**WHAT TO DO**
Below are records; quote them exactly from the first line through the line that contains "for this request".

Stored data
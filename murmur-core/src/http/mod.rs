//! Transport layer for streaming requests
//!
//! This module implements the network side of a chat call:
//! - The [`Transport`] seam the client streams through
//! - A reqwest-backed implementation with connection pooling
//! - Mapping of HTTP failures to [`TransportError`](crate::error::TransportError)
//! - Request ID generation for log correlation

pub mod client;
pub mod error;

use crate::error::ChatError;
use crate::protocol::RequestSpec;
use async_trait::async_trait;
use bytes::Bytes;
use futures::Stream;
use std::pin::Pin;
use std::time::Duration;
use uuid::Uuid;

pub use client::HttpTransport;

/// Byte chunks of one response.
///
/// Each `Ok` item is a chunk, an `Err` item ends the stream with an error
/// and the end of the stream is a clean completion.
pub type ByteStream = Pin<Box<dyn Stream<Item = Result<Bytes, ChatError>> + Send>>;

/// Options for a single streaming request
#[derive(Debug, Clone)]
pub struct RequestOptions {
    /// Unique request ID for correlation
    pub request_id: Uuid,

    /// Whole-request timeout. `None` leaves liveness to the connection.
    pub timeout: Option<Duration>,
}

impl Default for RequestOptions {
    fn default() -> Self {
        Self {
            request_id: Uuid::new_v4(),
            timeout: None,
        }
    }
}

impl RequestOptions {
    /// Create new request options with a generated request ID
    pub fn new() -> Self {
        Self::default()
    }

    /// Set the timeout for this request
    pub fn with_timeout(mut self, timeout: Duration) -> Self {
        self.timeout = Some(timeout);
        self
    }
}

/// Performs the network I/O of a chat call.
///
/// Dropping the returned stream cancels the request.
#[async_trait]
pub trait Transport: Send + Sync {
    /// Send the request and start receiving the response body
    async fn open(&self, request: RequestSpec, options: RequestOptions)
        -> Result<ByteStream, ChatError>;
}

#[cfg(test)]
mod tests {
    use super::*;

    #[test]
    fn test_request_options() {
        let options = RequestOptions::new();
        assert!(options.timeout.is_none());

        let other = RequestOptions::new().with_timeout(Duration::from_secs(60));
        assert_eq!(other.timeout, Some(Duration::from_secs(60)));
        assert_ne!(options.request_id, other.request_id);
    }
}
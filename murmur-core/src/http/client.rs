//! HTTP transport implementation using reqwest

use crate::config::ConnectionConfig;
use crate::error::{ChatError, TransportError};
use crate::http::error::map_http_error;
use crate::http::{ByteStream, RequestOptions, Transport};
use crate::protocol::RequestSpec;
use async_trait::async_trait;
use futures::StreamExt;
use reqwest::header::{ACCEPT, CONTENT_TYPE};
use reqwest::{Client, ClientBuilder};
use std::sync::Arc;
use std::time::Duration;
use tracing::{debug, error, info, warn};

/// Default user agent
const USER_AGENT: &str = concat!("murmur/", env!("CARGO_PKG_VERSION"));

/// Shared HTTP transport with connection pooling
#[derive(Clone)]
pub struct HttpTransport {
    /// The underlying reqwest client
    client: Arc<Client>,
}

impl HttpTransport {
    /// Create a new transport with default connection settings
    pub fn new() -> Result<Self, ChatError> {
        Self::with_config(&ConnectionConfig::default())
    }

    /// Create a new transport from connection configuration.
    ///
    /// No overall request timeout is set here; per-request timeouts come
    /// from [`RequestOptions`].
    pub fn with_config(connection: &ConnectionConfig) -> Result<Self, ChatError> {
        let client = ClientBuilder::new()
            .pool_max_idle_per_host(connection.max_idle_per_host)
            .pool_idle_timeout(Duration::from_secs(90))
            .connect_timeout(Duration::from_millis(connection.connect_timeout_ms))
            .user_agent(USER_AGENT)
            .gzip(true)
            .build()
            .map_err(|e| ChatError::Configuration(format!("Failed to create HTTP client: {}", e)))?;

        Ok(Self {
            client: Arc::new(client),
        })
    }
}

#[async_trait]
impl Transport for HttpTransport {
    async fn open(
        &self,
        request: RequestSpec,
        options: RequestOptions,
    ) -> Result<ByteStream, ChatError> {
        let request_id = options.request_id;

        info!(
            "Opening stream to {} [request_id: {}]",
            request.endpoint, request_id
        );
        debug!("Request: {:?}", request);

        let mut req_builder = self
            .client
            .post(request.endpoint.clone())
            .header(CONTENT_TYPE, "application/json")
            .header(ACCEPT, "application/x-ndjson, text/event-stream")
            .header("X-Request-ID", request_id.to_string())
            .body(request.body);

        if let Some(timeout) = options.timeout {
            req_builder = req_builder.timeout(timeout);
        }

        for (name, value) in &request.headers {
            req_builder = req_builder.header(name.as_str(), value.as_str());
        }

        let response = req_builder.send().await.map_err(|e| {
            let err = TransportError::from(e);
            match &err {
                TransportError::Timeout => {
                    warn!("Request timeout [request_id: {}]", request_id)
                }
                other => error!("Request failed [request_id: {}]: {}", request_id, other),
            }
            err
        })?;

        let status = response.status();
        debug!("Response status: {} [request_id: {}]", status, request_id);

        if !status.is_success() {
            // Try to get response body for error details
            let body = response.text().await.ok();

            warn!(
                "Request failed with status {} [request_id: {}]",
                status, request_id
            );

            return Err(map_http_error(status, body, request_id).into());
        }

        let stream = response
            .bytes_stream()
            .map(|chunk| chunk.map_err(ChatError::from));

        Ok(Box::pin(stream))
    }
}
//! Road-state logging for the command-line interface
//!
//! Renders every approach as a row of lanes, e.g.
//! `| ---: 0 | SOUTH_STRAIGHT: 1 | SOUTH_RIGHT: 3 |`. The label is the
//! maneuver of the head vehicle only; a shared lane may hold vehicles with
//! other maneuvers behind it.

use std::cmp::Reverse;

use log::debug;
use traffic_phase::{Approach, Intersection, StepObserver, TrafficLane, Vehicle};

/// Render one approach; empty lanes first, then by descending maneuver index
pub fn render_road(approach: &Approach) -> String {
    let mut lanes: Vec<&TrafficLane> = approach.lanes().iter().collect();
    lanes.sort_by_key(|lane| {
        Reverse(
            lane.current_maneuver()
                .map_or(usize::MAX, |maneuver| maneuver.index()),
        )
    });

    let mut row = String::from("|");
    for lane in lanes {
        let label = lane
            .current_maneuver()
            .map_or_else(|| "---".to_string(), |maneuver| maneuver.to_string());
        row.push_str(&format!(" {label}: {} |", lane.len()));
    }
    row
}

/// Observer that logs every road after each admission and step
#[derive(Debug, Default)]
pub struct StateLogger;

impl StateLogger {
    fn log_roads(intersection: &Intersection) {
        for approach in intersection.approaches() {
            debug!("road {}: {}", approach.direction(), render_road(approach));
        }
    }
}

impl StepObserver for StateLogger {
    fn on_step(&mut self, released: &[Vehicle], intersection: &Intersection) {
        let ids: Vec<&str> = released.iter().map(Vehicle::id).collect();
        debug!("step {} released [{}]", intersection.steps(), ids.join(", "));
        Self::log_roads(intersection);
    }

    fn on_admit(&mut self, vehicle: &Vehicle, intersection: &Intersection) {
        debug!("added vehicle {vehicle}");
        Self::log_roads(intersection);
    }
}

**PROBLEM SOLUTION**
filename murmur-core/src/http/mod.rs
//! Transport layer for streaming requests
//!
//! This module implements the network side of a chat call:
//! - The [`Transport`] seam the client streams through
//! - A reqwest-backed implementation with connection pooling
//! - Mapping of HTTP failures to [`TransportError`](crate::error::TransportError)
//! - Request ID generation for log correlation

pub mod client;
pub mod error;

use crate::error::ChatError;
use crate::protocol::RequestSpec;
use async_trait::async_trait;
use bytes::Bytes;
use futures::Stream;
use std::pin::Pin;
use std::time::Duration;
use uuid::Uuid;

pub use client::HttpTransport;

/// Byte chunks of one response.
///
/// Each `Ok` item is a chunk, an `Err` item ends the stream with an error
/// and the end of the stream is a clean completion.
pub type ByteStream = Pin<Box<dyn Stream<Item = Result<Bytes, ChatError>> + Send>>;

/// Options for a single streaming request
#[derive(Debug, Clone)]
pub struct RequestOptions {
    /// Unique request ID for correlation
    pub request_id: Uuid,

    /// Whole-request timeout. `None` leaves liveness to the connection.
    pub timeout: Option<Duration>,
}

impl Default for RequestOptions {
    fn default() -> Self {
        Self {
            request_id: Uuid::new_v4(),
            timeout: None,
        }
    }
}

impl RequestOptions {
    /// Create new request options with a generated request ID
    pub fn new() -> Self {
        Self::default()
    }

    /// Set the timeout for this request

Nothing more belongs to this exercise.